[[ DATA FOR PROCESSING open ]]
//! Metrics and observability utilities
//!
//! Provides Prometheus metrics with SLO-aligned histograms
//! and standardized naming conventions.

use metrics::{
    counter, describe_counter, describe_gauge, describe_histogram, gauge, histogram, Unit,
};
use std::time::Instant;

/// Metrics prefix for all ProControl metrics
pub const METRICS_PREFIX: &str = "procontrol";

/// SLO-aligned histogram buckets for request latency (in seconds)
/// Targets: P50 < 50ms, P99 < 150ms
pub const LATENCY_BUCKETS: &[f64] = &[
    0.001,  // 1ms
    0.005,  // 5ms
    0.010,  // 10ms
    0.025,  // 25ms
    0.050,  // 50ms - P50 target
    0.075,  // 75ms
    0.100,  // 100ms
    0.150,  // 150ms - P99 target
    0.250,  // 250ms
    0.500,  // 500ms
    1.000,  // 1s
    2.500,  // 2.5s
    5.000,  // 5s
    10.00,  // 10s
];

/// Register all metric descriptions
pub fn register_metrics() {
    // Request metrics
    describe_counter!(
        format!("{}_requests_total", METRICS_PREFIX),
        Unit::Count,
        "Total number of HTTP requests"
    );

    describe_histogram!(
        format!("{}_request_duration_seconds", METRICS_PREFIX),
        Unit::Seconds,
        "HTTP request latency in seconds"
    );

    // Case query metrics
    describe_counter!(
        format!("{}_case_queries_total", METRICS_PREFIX),
        Unit::Count,
        "Total number of case queries"
    );

    describe_histogram!(
        format!("{}_case_query_duration_seconds", METRICS_PREFIX),
        Unit::Seconds,
        "Case query latency in seconds"
    );

    describe_gauge!(
        format!("{}_case_query_results_count", METRICS_PREFIX),
        Unit::Count,
        "Number of rows returned by the last case query"
    );

    // Ledger metrics
    describe_counter!(
        format!("{}_ledger_entries_total", METRICS_PREFIX),
        Unit::Count,
        "Total audit entries appended"
    );

    describe_counter!(
        format!("{}_ledger_partial_writes_total", METRICS_PREFIX),
        Unit::Count,
        "Report writes whose audit entry failed to persist"
    );

    // Database metrics
    describe_histogram!(
        format!("{}_db_query_duration_seconds", METRICS_PREFIX),
        Unit::Seconds,
        "Database query latency in seconds"
    );

    tracing::info!("Metrics registered");
}

/// Helper to record request metrics
pub struct RequestMetrics {
    start: Instant,
    endpoint: String,
    method: String,
}

impl RequestMetrics {
    /// Start tracking a request
    pub fn start(method: &str, endpoint: &str) -> Self {
        Self {
            start: Instant::now(),
            endpoint: endpoint.to_string(),
            method: method.to_string(),
        }
    }

    /// Record request completion
    pub fn finish(self, status: u16) {
        let duration = self.start.elapsed().as_secs_f64();

        counter!(
            format!("{}_requests_total", METRICS_PREFIX),
            "method" => self.method.clone(),
            "endpoint" => self.endpoint.clone(),
            "status" => status.to_string()
        )
        .increment(1);

        histogram!(
            format!("{}_request_duration_seconds", METRICS_PREFIX),
            "method" => self.method,
            "endpoint" => self.endpoint
        )
        .record(duration);
    }
}

/// Helper to record case query metrics
pub fn record_case_query(duration_secs: f64, latest_only: bool, result_count: usize) {
    let mode = if latest_only { "latest" } else { "all" };

    counter!(
        format!("{}_case_queries_total", METRICS_PREFIX),
        "mode" => mode
    )
    .increment(1);

    histogram!(
        format!("{}_case_query_duration_seconds", METRICS_PREFIX),
        "mode" => mode
    )
    .record(duration_secs);

    gauge!(
        format!("{}_case_query_results_count", METRICS_PREFIX),
        "mode" => mode
    )
    .set(result_count as f64);
}

/// Helper to record ledger append metrics
pub fn record_ledger_append(kind: &str) {
    counter!(
        format!("{}_ledger_entries_total", METRICS_PREFIX),
        "kind" => kind.to_string()
    )
    .increment(1);
}

/// Helper to record a failed ledger append alongside a persisted row write
pub fn record_partial_write() {
    counter!(format!("{}_ledger_partial_writes_total", METRICS_PREFIX)).increment(1);
}

#[cfg(test)]
mod tests {
    use super::*;

    #[test]
    fn test_latency_buckets() {
        // Verify buckets are sorted and contain SLO targets
        let mut prev = 0.0;
        for &bucket in LATENCY_BUCKETS {
            assert!(bucket > prev);
            prev = bucket;
        }

        // P50 target (50ms) should be in buckets
        assert!(LATENCY_BUCKETS.contains(&0.050));
        // P99 target (150ms) should be in buckets
        assert!(LATENCY_BUCKETS.contains(&0.150));
    }

    #[test]
    fn test_request_metrics() {
        let metrics = RequestMetrics::start("GET", "/v1/cases/query");
        std::thread::sleep(std::time::Duration::from_millis(10));
        metrics.finish(200);
        // Just verify it runs without panic
    }

    #[test]
    fn test_ledger_recorders_run_without_recorder_installed() {
        record_ledger_append("creation");
        record_partial_write();
    }
}
/// Partial update applied to a set of case records at once
#[derive(Debug, Clone, Default, Deserialize)]
pub struct CaseBulkUpdate {
    #[serde(default)]
    pub current_location: Option<String>,

    #[serde(default)]
    pub return_deadline: Option<chrono::NaiveDate>,

    #[serde(default)]
    pub urgent: Option<bool>,
}

impl CaseBulkUpdate {
    pub fn is_empty(&self) -> bool {
        self.current_location.is_none() && self.return_deadline.is_none() && self.urgent.is_none()
    }
}

/// Sortable fields of a report listing
#[derive(Debug, Clone, Copy, PartialEq, Eq, Deserialize, Serialize)]
#[serde(rename_all = "snake_case")]
pub enum ReportSortField {
    ProcessNumber,
    Month,
    Status,
    UpdatedAt,
}

/// Filter/sort/page parameters for the report listing
#[derive(Debug, Clone, Deserialize)]
pub struct ReportListQuery {
    pub page: u64,

    pub page_size: u64,

    #[serde(default)]
    pub search_term: Option<String>,

    #[serde(default)]
    pub process_number: Option<String>,

    #[serde(default)]
    pub status: Option<ReportStatus>,

    #[serde(default)]
    pub month_start: Option<String>,

    #[serde(default)]
    pub month_end: Option<String>,

    #[serde(default)]
    pub sort_field: Option<ReportSortField>,

    #[serde(default)]
    pub sort_order: Option<SortOrder>,
}

/// One page of account reports with the total match count
#[derive(Debug, Clone, Serialize)]
pub struct ReportPage {
    pub rows: Vec<AccountReport>,
    pub total_count: u64,
}

/// Repository for data access operations
#[derive(Clone)]
pub struct Repository {
    pool: DbPool,
}
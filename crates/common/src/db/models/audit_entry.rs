//! Audit entry entity
//!
//! Immutable record of one status transition of an account report.
//! Rows are append-only; `previous_status` is null only on the creation
//! entry. Deleting an account report does not cascade here, so orphaned
//! entries stay independently queryable.

use sea_orm::entity::prelude::*;
use serde::{Deserialize, Serialize};

#[derive(Clone, Debug, PartialEq, Eq, DeriveEntityModel, Serialize, Deserialize)]
#[sea_orm(table_name = "audit_entries")]
pub struct Model {
    #[sea_orm(primary_key, auto_increment = false)]
    pub id: Uuid,

    /// Owning account report
    pub report_id: Uuid,

    /// Report version at the time of this transition
    pub version_number: i32,

    /// None on the creation entry
    #[sea_orm(column_type = "Text", nullable)]
    pub previous_status: Option<String>,

    #[sea_orm(column_type = "Text")]
    pub new_status: String,

    #[sea_orm(column_type = "Text", nullable)]
    pub previous_reason: Option<String>,

    #[sea_orm(column_type = "Text", nullable)]
    pub new_reason: Option<String>,

    #[sea_orm(column_type = "Text")]
    pub description: String,

    pub changed_by: Uuid,

    #[sea_orm(column_type = "Text")]
    pub changed_by_name: String,

    pub changed_at: DateTimeWithTimeZone,
}

impl Model {
    /// Whether this is the creation entry of its report
    pub fn is_creation(&self) -> bool {
        self.previous_status.is_none()
    }
}

#[derive(Copy, Clone, Debug, EnumIter, DeriveRelation)]
pub enum Relation {
    #[sea_orm(
        belongs_to = "super::account_report::Entity",
        from = "Column::ReportId",
        to = "super::account_report::Column::Id"
    )]
    AccountReport,
}

impl Related<super::account_report::Entity> for Entity {
    fn to() -> RelationDef {
        Relation::AccountReport.def()
    }
}

impl ActiveModelBehavior for ActiveModel {}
[[ DATA FOR PROCESSING closed ]]
YOUR TASK: Each line of the entries above that includes the string "ReportSortField" should be copied out.

RESULT OF THIS EXERCISE:
pub enum ReportSortField {
    pub sort_field: Option<ReportSortField>,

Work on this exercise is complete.